Prijsvechten is een precisiekunst.

Ongewenst

Soms kom je op een plek en dan is daar iets aan de hand. Niet als in een gebeurtenis, maar een energie. Er is dan al iets gebeurd, voordat je er was, waarvan de sporen nog in de lucht hangen. Zo ook nu in de Albert Heijn, waar ik ben om de boodschappen te doen die we vergeten zijn te bestellen.
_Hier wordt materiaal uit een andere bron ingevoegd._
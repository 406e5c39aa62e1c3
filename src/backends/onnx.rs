//! ONNX Runtime backend for the parsing network
//!
//! Runs the exported network with ONNX Runtime. Hardware acceleration is
//! selected from the configured [`ExecutionProvider`]; `auto` prefers CoreML,
//! then CUDA, then falls back to CPU. Requested providers that are not
//! available fall back to CPU with a warning.
//!
//! Tensor names are passed to ONNX Runtime as stored. When the `tract`
//! feature is also enabled, the protobuf is parsed once more at load time to
//! log a parameter report (missing and unexpected weights); without it no
//! report is produced.

use crate::config::{ExecutionProvider, ParserConfig};
use crate::error::{Result, WardrobeError};
use crate::inference::InferenceBackend;
use crate::models::{ModelInfo, ModelManager, PreprocessingConfig};
use instant::{Duration, Instant};
use log;
use ndarray::{Array4, Ix4};
use ort::execution_providers::{
    CUDAExecutionProvider, CoreMLExecutionProvider, ExecutionProvider as OrtExecutionProvider,
};
use ort::session::{builder::GraphOptimizationLevel, builder::SessionBuilder, Session};
use ort::{self, value::Value};

/// ONNX Runtime backend for running the parsing network
#[derive(Debug)]
pub struct OnnxBackend {
    session: Option<Session>,
    model_manager: Option<ModelManager>,
    initialized: bool,
}

fn cuda_available() -> bool {
    OrtExecutionProvider::is_available(&CUDAExecutionProvider::default()).unwrap_or(false)
}

fn coreml_available() -> bool {
    OrtExecutionProvider::is_available(&CoreMLExecutionProvider::default()).unwrap_or(false)
}

impl OnnxBackend {
    /// List all ONNX Runtime execution providers with availability status and descriptions
    ///
    /// Returns `(name, available, description)` tuples.
    ///
    /// # Examples
    /// ```rust
    /// use wardrobe_parse::backends::OnnxBackend;
    ///
    /// for (name, available, description) in OnnxBackend::list_providers() {
    ///     println!("{}: {} - {}", name, if available { "✅" } else { "❌" }, description);
    /// }
    /// ```
    pub fn list_providers() -> Vec<(String, bool, String)> {
        log::debug!("🔍 System Hardware Analysis:");
        log::debug!("  - Platform: {os}", os = std::env::consts::OS);
        log::debug!("  - Architecture: {arch}", arch = std::env::consts::ARCH);
        log::debug!(
            "  - CPU cores: {cores}",
            cores = std::thread::available_parallelism()
                .map(std::num::NonZero::get)
                .unwrap_or(1)
        );

        let cuda = cuda_available();
        let coreml = coreml_available();
        log::debug!("  - CUDA available: {cuda}");
        log::debug!("  - CoreML available: {coreml}");

        vec![
            (
                "CPU".to_string(),
                true,
                "Always available, uses CPU for inference".to_string(),
            ),
            (
                "CUDA".to_string(),
                cuda,
                "NVIDIA GPU acceleration (requires CUDA toolkit and compatible GPU)".to_string(),
            ),
            (
                "CoreML".to_string(),
                coreml,
                "Apple Silicon GPU acceleration (macOS only)".to_string(),
            ),
        ]
    }

    /// Create a new ONNX backend with specific model manager
    #[must_use]
    pub fn with_model_manager(model_manager: ModelManager) -> Self {
        Self {
            session: None,
            model_manager: Some(model_manager),
            initialized: false,
        }
    }

    /// Create a new ONNX backend without a model; initialization fails until
    /// it is built through [`Self::with_model_manager`]
    #[must_use]
    pub fn new() -> Self {
        Self {
            session: None,
            model_manager: None,
            initialized: false,
        }
    }

    /// Register execution providers for the requested device
    fn configure_providers(
        session_builder: SessionBuilder,
        requested: ExecutionProvider,
    ) -> Result<SessionBuilder> {
        let builder = match requested {
            ExecutionProvider::Auto => {
                let mut providers = Vec::new();

                if coreml_available() {
                    log::info!("🍎 CoreML execution provider is available and will be used");
                    providers.push(CoreMLExecutionProvider::default().with_subgraphs(true).build());
                } else {
                    log::debug!("CoreML execution provider is not available");
                }

                if cuda_available() {
                    log::info!("🚀 CUDA execution provider is available and will be used");
                    providers.push(CUDAExecutionProvider::default().build());
                } else {
                    log::debug!("CUDA execution provider is not available");
                }

                if providers.is_empty() {
                    log::info!("💻 No hardware acceleration available, using CPU");
                    session_builder
                } else {
                    log::info!(
                        "✅ Hardware acceleration enabled with {count} provider(s)",
                        count = providers.len()
                    );
                    session_builder
                        .with_execution_providers(providers)
                        .map_err(|e| {
                            WardrobeError::inference(format!(
                                "Failed to set auto execution providers: {e}"
                            ))
                        })?
                }
            },
            ExecutionProvider::Cpu => {
                log::info!("Using CPU execution provider");
                session_builder
            },
            ExecutionProvider::Cuda => {
                if cuda_available() {
                    log::info!("Using CUDA execution provider");
                    session_builder
                        .with_execution_providers([CUDAExecutionProvider::default().build()])
                        .map_err(|e| {
                            WardrobeError::inference(format!(
                                "Failed to set CUDA execution provider: {e}"
                            ))
                        })?
                } else {
                    log::warn!(
                        "CUDA execution provider requested but not available, falling back to CPU"
                    );
                    session_builder
                }
            },
            ExecutionProvider::CoreMl => {
                if coreml_available() {
                    log::info!("🍎 Using CoreML execution provider (explicitly requested)");
                    session_builder
                        .with_execution_providers([CoreMLExecutionProvider::default()
                            .with_subgraphs(true)
                            .build()])
                        .map_err(|e| {
                            WardrobeError::inference(format!(
                                "Failed to set CoreML execution provider: {e}"
                            ))
                        })?
                } else {
                    log::warn!(
                        "CoreML execution provider requested but not available, falling back to CPU"
                    );
                    session_builder
                }
            },
        };

        Ok(builder)
    }

    /// Load and initialize the ONNX model
    fn load_model(&mut self, config: &ParserConfig) -> Result<Duration> {
        let model_load_start = Instant::now();

        let model_manager = self.model_manager.as_ref().ok_or_else(|| {
            WardrobeError::model("No model manager available for ONNX backend")
        })?;

        let model_data = model_manager.load_model()?;
        let model_info = model_manager.get_info()?;

        #[cfg(feature = "tract")]
        match crate::backends::tract::parameter_report(&model_data) {
            Ok(report) => report.log(),
            Err(e) => log::debug!("No parameter report: {e}"),
        }

        let session_builder = Session::builder()
            .map_err(|e| {
                WardrobeError::inference(format!("Failed to create session builder: {e}"))
            })?
            .with_optimization_level(GraphOptimizationLevel::Level3)
            .map_err(|e| {
                WardrobeError::inference(format!("Failed to set optimization level: {e}"))
            })?;

        let session_builder = Self::configure_providers(session_builder, config.execution_provider)?;

        let intra_threads = if config.intra_threads > 0 {
            config.intra_threads
        } else {
            std::thread::available_parallelism()
                .map(std::num::NonZero::get)
                .unwrap_or(8)
        };

        let inter_threads = if config.inter_threads > 0 {
            config.inter_threads
        } else {
            (std::thread::available_parallelism()
                .map(std::num::NonZero::get)
                .unwrap_or(8)
                / 4)
            .max(1)
        };

        let session = session_builder
            .with_parallel_execution(true)
            .map_err(|e| WardrobeError::inference(format!("Failed to enable parallel execution: {e}")))?
            .with_intra_threads(intra_threads)
            .map_err(|e| WardrobeError::inference(format!("Failed to set intra threads: {e}")))?
            .with_inter_threads(inter_threads)
            .map_err(|e| WardrobeError::inference(format!("Failed to set inter threads: {e}")))?
            .commit_from_memory(&model_data)
            .map_err(|e| {
                WardrobeError::model_error_with_context(
                    "load",
                    model_manager.weights_path(),
                    &e.to_string(),
                    &["check that the file is an ONNX export of the parsing network"],
                )
            })?;

        log::debug!("✅ ONNX Runtime session created successfully");
        log::debug!("Session configuration:");
        log::debug!("  - Requested provider: {}", config.execution_provider);
        log::debug!(
            "  - Threading: {intra_threads} intra-op threads, {inter_threads} inter-op threads"
        );
        log::debug!("  - Model: {} ({})", model_info.name, model_info.dataset);
        #[allow(clippy::cast_precision_loss)] // Precision loss acceptable for logging display
        let size_mb = model_info.size_bytes as f64 / (1024.0 * 1024.0);
        log::debug!("  - Model size: {size_mb:.2} MB");

        self.session = Some(session);
        self.initialized = true;

        let model_load_time = model_load_start.elapsed();
        log::info!(
            "📊 Model loading complete: {:.0}ms",
            model_load_time.as_secs_f64() * 1000.0
        );

        Ok(model_load_time)
    }
}

impl Default for OnnxBackend {
    fn default() -> Self {
        Self::new()
    }
}

impl InferenceBackend for OnnxBackend {
    fn initialize(&mut self, config: &ParserConfig) -> Result<Option<Duration>> {
        if self.initialized {
            return Ok(None);
        }

        let model_load_time = self.load_model(config)?;
        Ok(Some(model_load_time))
    }

    fn infer(&mut self, input: &Array4<f32>) -> Result<Vec<Array4<f32>>> {
        if !self.initialized {
            return Err(WardrobeError::inference("Backend not initialized"));
        }

        let session = self
            .session
            .as_mut()
            .ok_or_else(|| WardrobeError::internal("ONNX session not initialized"))?;

        let inference_start = Instant::now();
        log::debug!("🚀 Starting inference with input shape: {:?}", input.dim());

        let input_value = Value::from_array(input.clone()).map_err(|e| {
            WardrobeError::processing(format!("Failed to convert input tensor: {e}"))
        })?;

        let outputs = session
            .run(ort::inputs![input_value])
            .map_err(|e| WardrobeError::inference(format!("ONNX inference failed: {e}")))?;

        let core_inference_time = inference_start.elapsed();
        log::debug!(
            "  ⚡ Core inference: {:.2}ms",
            core_inference_time.as_secs_f64() * 1000.0
        );

        let keys: Vec<String> = outputs.keys().map(ToString::to_string).collect();
        if keys.is_empty() {
            return Err(WardrobeError::inference("No output tensors found"));
        }

        let mut heads = Vec::with_capacity(keys.len());
        for key in &keys {
            let view = outputs
                .get(key.as_str())
                .ok_or_else(|| WardrobeError::inference(format!("Output '{key}' not found")))?
                .try_extract_array::<f32>()
                .map_err(|e| {
                    WardrobeError::inference(format!("Failed to extract output '{key}': {e}"))
                })?;

            if view.ndim() != 4 {
                log::debug!("  - Skipping output '{key}': {}D tensor", view.ndim());
                continue;
            }

            let head = view
                .to_owned()
                .into_dimensionality::<Ix4>()
                .map_err(|e| {
                    WardrobeError::inference(format!("Failed to reshape output '{key}': {e}"))
                })?;
            log::debug!("  📋 Output '{key}': {:?}", head.dim());
            heads.push(head);
        }

        log::debug!(
            "📊 Inference complete: {:.2}ms total, {} head(s)",
            inference_start.elapsed().as_secs_f64() * 1000.0,
            heads.len()
        );

        Ok(heads)
    }

    fn input_shape(&self) -> (usize, usize, usize, usize) {
        self.model_manager
            .as_ref()
            .and_then(|manager| manager.get_info().ok())
            .map_or((1, 3, 473, 473), |info| info.input_shape)
    }

    fn get_preprocessing_config(&self) -> Result<PreprocessingConfig> {
        let model_manager = self
            .model_manager
            .as_ref()
            .ok_or_else(|| WardrobeError::internal("Model manager not initialized"))?;
        Ok(model_manager.get_preprocessing_config())
    }

    fn get_model_info(&self) -> Result<ModelInfo> {
        let model_manager = self
            .model_manager
            .as_ref()
            .ok_or_else(|| WardrobeError::internal("Model manager not initialized"))?;
        model_manager.get_info()
    }

    fn is_initialized(&self) -> bool {
        self.initialized
    }
}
Daarover: wij bestellen de meeste boodschappen tegenwoordig. Dat is handiger. Vroeger, toen we nog ‘een stel met een kind’ waren – en daarvoor al helemaal -, bedachten we elke dag wat we wilden eten en deden we elke dag de benodigde boodschappen voor het bedachte eten. Daar tijd zich ontwikkelt tot een steeds kostbaarder goed, doen we wat we kunnen om het waar mogelijk te besparen. Dit is een van die dingen. Het laten bezorgen van de boodschappen scheelt ons 45 minuten per dag, zo heb ik berekend. Dat is ruim vijf uur per week. Dat is precies de jongleeroefentijd die we nodig hebben om alle ballen in de lucht te houden.

Maar het is niet 100% waterdicht. Soms vergeet je iets, of heb je iets nodig waarvan je onterecht dacht het nog in huis te hebben. Soms wil je toch iets anders maken of een variant op het in eerste instantie bedachte gerecht. Soms zijn er onverklaarbare en onmogelijk voorzienbare redenen of oorzaken die een mens nopen naar de supermarkt te lopen. Niet alles is controleerbaar.

Ik word daar op dit moment weer eens mee geconfronteerd. Ik voel het niet alleen in de lucht, maar zie het ook in de blikken van de andere mensen, die mij tegelijk meewarig en wantrouwig aankijken. ‘Weet hij wel wat er speelt?’ lijken de blikken te zeggen. Niet tegen mij, want dan zou de vraag wel in de tweede persoon gesteld worden.

Ik zoek oogcontact, maar gezichten wenden zich schichtig af. Ik kijk naar de mango’s, op zoek naar een bewijs. Ik aai een harige kiwi en knijp zachtjes in een peer, maar het fruit vertelt me niets. Dan weet je: bij de groente hoef ik het al helemaal niet te proberen.

Manoeuvrerend naar de broodafdeling voel ik de atmosfeer verdikken. Misschien is dat wat er is gebeurd wel onuitspreekbaar. Had ik erbij moeten zijn, of was mijn aanwezigheid juist een onmogelijkheid. De kennis die men hier zwijgend met elkaar deelt is niet voor mij bedoeld. Ik heb, als besteller van boodschappen, hier geen privileges meer. Ik ben een outcast. Voor mij is tussen de schappen niet langer plek. In de supermarkt ben ik voortaan onwetend en onbeschut.

Men beschouwt mij als een verrader, een indringer. Dat is wat er is gebeurd: ik ben overgelopen. En nu denk ik, gelijk een opportunistische ringstaartmangoest, hier simpelweg een pakje ongezouten roomboter en flesje kokosmelk te kunnen oppikken. Neen, zeggen de blikken en de energie, hij is hier niet langer welkom. Bovendien, ik houd niet eens van kokos.